Guys I have a question for y'all - I have an LG chocolate battery and a pink Samsung battery. Both 3000mah. do you think I could use these 2 batteries together in this mod?

Thanks


----------



## Stosta (5/5/16)

KingSize said:


> Guys I have a question for y'all - I have an LG chocolate battery and a pink Samsung battery. Both 3000mah. do you think I could use these 2 batteries together in this mod?
> 
> Thanks


Nope! You need to keep two of the same type of battery in this mod. They also need to be used and charged at the same rate (referred to as married). This is done as you don't want one taking more load than the other, which may happen if you use them unevenly.

Reactions: Agree 1 | Informative 1


----------



## KingSize (5/5/16)

thanks. shit

Reactions: Funny 1


----------



## Cave Johnson (9/5/16)

@JakesSA Getting the black/red or black/blue anytime soon?


----------



## Cave Johnson (10/5/16)

@VapeGrrl ?

Reactions: Funny 1


----------



## Cave Johnson (10/5/16)

You're mocking me aren't you @skola?

Reactions: Like 1 | Funny 1


----------



## skola (10/5/16)

Cave Johnson said:


> You're mocking me aren't you @skola?


I would never!!

Reactions: Like 1


----------



## stevie g (10/5/16)

KingSize said:


> Guys I have a question for y'all - I have an LG chocolate battery and a pink Samsung battery. Both 3000mah. do you think I could use these 2 batteries together in this mod?
> 
> Thanks


I don't see why not, I've mixed batteries on lots of dual mods and they all worked just fine.


----------



## JakesSA (10/5/16)

Cave Johnson said:


> @JakesSA Getting the black/red or black/blue anytime soon?



All colours back in stock early next week.

Reactions: Thanks 1


----------



## JakesSA (10/5/16)

Sprint said:


> I don't see why not, I've mixed batteries on lots of dual mods and they all worked just fine.



The internal resistance is probably quite close between a Samsung-30Q and LG-HG2 and should be ok'ish if they are at least of similar age. The LG2 will drain quicker at higher wattages though. Do not put a 25R and 30Q or 25R and HG2 together though since the internal resistance is quite different.

Marrying batteries are a bit of extreme way to go about it, but do keep the make and model and at least roughly, the age, the same.

The reason for this is that as batteries get older (or with lower current rated batteries) the internal resistance increases which results in heat dissipation instead of supplying useful current.

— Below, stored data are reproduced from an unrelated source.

//! Bounded, time-ordered store of one caster's recent symbol inputs.
//!
//! # Invariants
//!
//! - The buffer never holds more than `capacity` entries after a push.
//! - Entry timestamps are non-decreasing in storage order; pushes that would
//!   break this are rejected.
//! - Consumed entries never survive a [`InputSequenceBuffer::mark_consumed`]
//!   call; the buffer compacts immediately.
//!
//! # Example
//!
//! ```
//! use sigil_core::buffer::{InputEvent, InputSequenceBuffer, PushOutcome};
//! use sigil_core::symbol::{Concept, SymbolId};
//! use sigil_core::time::{SimDuration, SimTime};
//!
//! let mut buffer = InputSequenceBuffer::new(10, SimDuration::from_millis(100));
//! let leaf = SymbolId::new("symbol_leaf");
//!
//! let first = InputEvent::new(leaf.clone(), Concept::Bloom, SimTime::from_millis(0));
//! assert_eq!(buffer.push(first), PushOutcome::Accepted);
//!
//! // Same symbol again within the debounce interval is dropped.
//! let bounce = InputEvent::new(leaf, Concept::Bloom, SimTime::from_millis(50));
//! assert_eq!(buffer.push(bounce), PushOutcome::Debounced);
//! assert_eq!(buffer.len(), 1);
//! ```

use std::collections::VecDeque;

use serde::{Deserialize, Serialize};
use tracing::{debug, trace, warn};

use crate::symbol::{Concept, SymbolId};
use crate::time::{SimDuration, SimTime};

/// Default maximum number of buffered inputs.
pub const DEFAULT_CAPACITY: usize = 10;

/// Default minimum spacing between repeated same-symbol inputs.
pub const DEFAULT_DEBOUNCE: SimDuration = SimDuration::from_millis(100);

/// One resolved symbol input.
#[derive(Debug, Clone, PartialEq, Eq, Serialize, Deserialize)]
pub struct InputEvent {
    /// The symbol pressed.
    pub symbol: SymbolId,
    /// Concept the symbol resolved to in this world.
    pub concept: Concept,
    /// Simulation time of the press.
    pub timestamp: SimTime,
    consumed: bool,
}

impl InputEvent {
    /// Creates an unconsumed input.
    #[must_use]
    pub fn new(symbol: SymbolId, concept: Concept, timestamp: SimTime) -> Self {
        Self {
            symbol,
            concept,
            timestamp,
            consumed: false,
        }
    }

    /// Returns true once a resolution has used this input.
    #[must_use]
    pub fn is_consumed(&self) -> bool {
        self.consumed
    }
}

/// Result of [`InputSequenceBuffer::push`].
#[derive(Debug, Clone, PartialEq, Eq)]
pub enum PushOutcome {
    /// Appended without eviction.
    Accepted,
    /// Appended; the returned entry was evicted to stay within capacity.
    AcceptedWithEviction(InputEvent),
    /// Same symbol already buffered within the debounce interval.
    Debounced,
    /// Timestamp earlier than the newest buffered entry.
    OutOfOrder,
}

impl PushOutcome {
    /// Returns true if the input entered the buffer.
    #[must_use]
    pub fn is_accepted(&self) -> bool {
        matches!(self, Self::Accepted | Self::AcceptedWithEviction(_))
    }
}

/// Bounded input history for a single caster.
#[derive(Debug, Clone, PartialEq, Serialize, Deserialize)]
pub struct InputSequenceBuffer {
    entries: VecDeque<InputEvent>,
    capacity: usize,
    debounce: SimDuration,
}

impl InputSequenceBuffer {
    /// Creates an empty buffer. A zero capacity is raised to one.
    #[must_use]
    pub fn new(capacity: usize, debounce: SimDuration) -> Self {
        let capacity = capacity.max(1);
        Self {
            entries: VecDeque::with_capacity(capacity + 1),
            capacity,
            debounce,
        }
    }

    /// Appends an input unless it is debounced or out of order.
    ///
    /// When the append pushes the size past capacity, the oldest unconsumed
    /// entry is evicted, or the oldest entry overall if all are consumed.
    pub fn push(&mut self, event: InputEvent) -> PushOutcome {
        if let Some(newest) = self.entries.back() {
            if event.timestamp < newest.timestamp {
                warn!(
                    symbol = %event.symbol,
                    at = %event.timestamp,
                    newest = %newest.timestamp,
                    "rejecting out-of-order input"
                );
                return PushOutcome::OutOfOrder;
            }
        }

        let bounced = self.entries.iter().any(|e| {
            !e.consumed
                && e.symbol == event.symbol
                && event.timestamp.since(e.timestamp) < self.debounce
        });
        if bounced {
            trace!(symbol = %event.symbol, at = %event.timestamp, "debounced input");
            return PushOutcome::Debounced;
        }

        self.entries.push_back(event);
        if self.entries.len() <= self.capacity {
            return PushOutcome::Accepted;
        }

        let victim = self
            .entries
            .iter()
            .position(|e| !e.consumed)
            .unwrap_or(0);
        match self.entries.remove(victim) {
            Some(evicted) => {
                debug!(symbol = %evicted.symbol, "buffer full, evicted oldest input");
                PushOutcome::AcceptedWithEviction(evicted)
            }
            None => PushOutcome::Accepted,
        }
    }

    /// Unconsumed inputs with `timestamp >= window_start`, oldest first.
    #[must_use]
    pub fn recent_unconsumed(&self, window_start: SimTime) -> Vec<InputEvent> {
        let mut recent: Vec<InputEvent> = self
            .entries
            .iter()
            .filter(|e| !e.consumed && e.timestamp >= window_start)
            .cloned()
            .collect();
        recent.sort_by_key(|e| e.timestamp);
        recent
    }

    /// Every unconsumed input, oldest first.
    #[must_use]
    pub fn unconsumed(&self) -> Vec<InputEvent> {
        self.recent_unconsumed(SimTime::ZERO)
    }

    /// The oldest unconsumed input, if any.
    #[must_use]
    pub fn oldest_unconsumed(&self) -> Option<&InputEvent> {
        self.entries
            .iter()
            .filter(|e| !e.consumed)
            .min_by_key(|e| e.timestamp)
    }

    /// Flags entries equal to any of `events` as consumed, then drops every
    /// consumed entry.
    ///
    /// Each element of `events` consumes at most one buffered entry.
    pub fn mark_consumed(&mut self, events: &[InputEvent]) {
        for target in events {
            let found = self
                .entries
                .iter_mut()
                .find(|e| !e.consumed && *e == target);
            if let Some(entry) = found {
                entry.consumed = true;
            }
        }
        self.entries.retain(|e| !e.consumed);
    }

    /// Empties the buffer.
    pub fn clear(&mut self) {
        self.entries.clear();
    }

    /// Number of buffered entries.
    #[must_use]
    pub fn len(&self) -> usize {
        self.entries.len()
    }

    /// Returns true if nothing is buffered.
    #[must_use]
    pub fn is_empty(&self) -> bool {
        self.entries.is_empty()
    }

    /// Maximum number of entries.
    #[must_use]
    pub fn capacity(&self) -> usize {
        self.capacity
    }

    /// Iterates buffered entries in storage order.
    pub fn iter(&self) -> impl Iterator<Item = &InputEvent> + '_ {
        self.entries.iter()
    }
}

impl Default for InputSequenceBuffer {
    fn default() -> Self {
        Self::new(DEFAULT_CAPACITY, DEFAULT_DEBOUNCE)
    }
}

#[cfg(test)]
mod tests {
    use super::*;
    use proptest::prelude::*;

    fn input(symbol: &str, ms: u64) -> InputEvent {
        InputEvent::new(SymbolId::new(symbol), Concept::Flame, SimTime::from_millis(ms))
    }

    mod push_tests {
        use super::*;

        #[test]
        fn debounce_applies_only_to_same_symbol() {
            let mut buffer = InputSequenceBuffer::default();
            assert!(buffer.push(input("a", 0)).is_accepted());
            assert!(buffer.push(input("b", 10)).is_accepted());
            assert_eq!(buffer.push(input("a", 99)), PushOutcome::Debounced);
            assert_eq!(buffer.len(), 2);
        }

        #[test]
        fn debounce_boundary_is_exclusive() {
            let mut buffer = InputSequenceBuffer::default();
            buffer.push(input("a", 0));
            assert_eq!(buffer.push(input("a", 100)), PushOutcome::Accepted);
        }

        #[test]
        fn out_of_order_is_rejected() {
            let mut buffer = InputSequenceBuffer::default();
            buffer.push(input("a", 500));
            assert_eq!(buffer.push(input("b", 400)), PushOutcome::OutOfOrder);
            assert_eq!(buffer.len(), 1);
        }

        #[test]
        fn equal_timestamps_are_in_order() {
            let mut buffer = InputSequenceBuffer::default();
            buffer.push(input("a", 500));
            assert!(buffer.push(input("b", 500)).is_accepted());
        }

        #[test]
        fn overflow_evicts_oldest_unconsumed() {
            let mut buffer = InputSequenceBuffer::new(3, DEFAULT_DEBOUNCE);
            buffer.push(input("a", 0));
            buffer.push(input("b", 10));
            buffer.push(input("c", 20));
            let outcome = buffer.push(input("d", 30));
            assert_eq!(outcome, PushOutcome::AcceptedWithEviction(input("a", 0)));
            let symbols: Vec<_> = buffer.iter().map(|e| e.symbol.as_str()).collect();
            assert_eq!(symbols, vec!["b", "c", "d"]);
        }

        #[test]
        fn zero_capacity_is_raised_to_one() {
            let mut buffer = InputSequenceBuffer::new(0, DEFAULT_DEBOUNCE);
            buffer.push(input("a", 0));
            buffer.push(input("b", 10));
            assert_eq!(buffer.len(), 1);
            assert_eq!(buffer.capacity(), 1);
        }
    }

    mod query_tests {
        use super::*;

        #[test]
        fn recent_unconsumed_filters_by_window() {
            let mut buffer = InputSequenceBuffer::default();
            buffer.push(input("a", 0));
            buffer.push(input("b", 1000));
            buffer.push(input("c", 2000));
            let recent = buffer.recent_unconsumed(SimTime::from_millis(1000));
            let symbols: Vec<_> = recent.iter().map(|e| e.symbol.as_str()).collect();
            assert_eq!(symbols, vec!["b", "c"]);
        }

        #[test]
        fn oldest_unconsumed_is_first_entry() {
            let mut buffer = InputSequenceBuffer::default();
            assert!(buffer.oldest_unconsumed().is_none());
            buffer.push(input("a", 40));
            buffer.push(input("b", 90));
            assert_eq!(buffer.oldest_unconsumed(), Some(&input("a", 40)));
        }
    }

    mod consume_tests {
        use super::*;

        #[test]
        fn mark_consumed_compacts() {
            let mut buffer = InputSequenceBuffer::default();
            buffer.push(input("a", 0));
            buffer.push(input("b", 10));
            buffer.push(input("c", 20));
            buffer.mark_consumed(&[input("a", 0), input("c", 20)]);
            let symbols: Vec<_> = buffer.iter().map(|e| e.symbol.as_str()).collect();
            assert_eq!(symbols, vec!["b"]);
        }

        #[test]
        fn mark_consumed_ignores_unknown_events() {
            let mut buffer = InputSequenceBuffer::default();
            buffer.push(input("a", 0));
            buffer.mark_consumed(&[input("a", 5)]);
            assert_eq!(buffer.len(), 1);
        }

        #[test]
        fn each_target_consumes_one_entry() {
            let mut buffer = InputSequenceBuffer::new(10, SimDuration::ZERO);
            buffer.push(input("a", 0));
            buffer.push(input("a", 0));
            buffer.mark_consumed(&[input("a", 0)]);
            assert_eq!(buffer.len(), 1);
        }

        #[test]
        fn clear_empties() {
            let mut buffer = InputSequenceBuffer::default();
            buffer.push(input("a", 0));
            buffer.clear();
            assert!(buffer.is_empty());
        }
    }

    proptest! {
        #[test]
        fn prop_never_exceeds_capacity(
            capacity in 1..12usize,
            presses in proptest::collection::vec((0..6usize, 0..200u64), 1..80)
        ) {
            let symbols = ["a", "b", "c", "d", "e", "f"];
            let mut buffer = InputSequenceBuffer::new(capacity, DEFAULT_DEBOUNCE);
            let mut now = 0;
            for (symbol, gap) in presses {
                now += gap;
                buffer.push(input(symbols[symbol], now));
                prop_assert!(buffer.len() <= capacity);
            }
        }

        #[test]
        fn prop_recent_is_sorted(
            presses in proptest::collection::vec((0..6usize, 0..200u64), 1..40),
            window in 0..4000u64
        ) {
            let symbols = ["a", "b", "c", "d", "e", "f"];
            let mut buffer = InputSequenceBuffer::default();
            let mut now = 0;
            for (symbol, gap) in presses {
                now += gap;
                buffer.push(input(symbols[symbol], now));
            }
            let recent = buffer.recent_unconsumed(SimTime::from_millis(window));
            prop_assert!(recent.windows(2).all(|w| w[0].timestamp <= w[1].timestamp));
            prop_assert!(recent.iter().all(|e| e.timestamp.as_millis() >= window));
        }
    }
}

With a mix of old/new or lower current/higher current rated batteries the new/higher current rated battery will happily supply a large amount of current through the old/lower current battery increasing the amount of heat the old/lower current battery (with it's associated higher resistance) has to dissipate resulting in possible failure. I think with newer mods the battery voltages are monitored individually and should provide a measure of safety. With mechs ... all bets are off.

Reactions: Thanks 1


----------



## stevie g (10/5/16)

Old battery high internal resistance = goes flat. 

Buy a new one.


----------



## JakesSA (10/5/16)

Or ... = heat = flames


----------



## JakesSA (17/5/16)

Our second batch of Tarots have just arrived, this time including the much requested orange units...

Reactions: Like 1


----------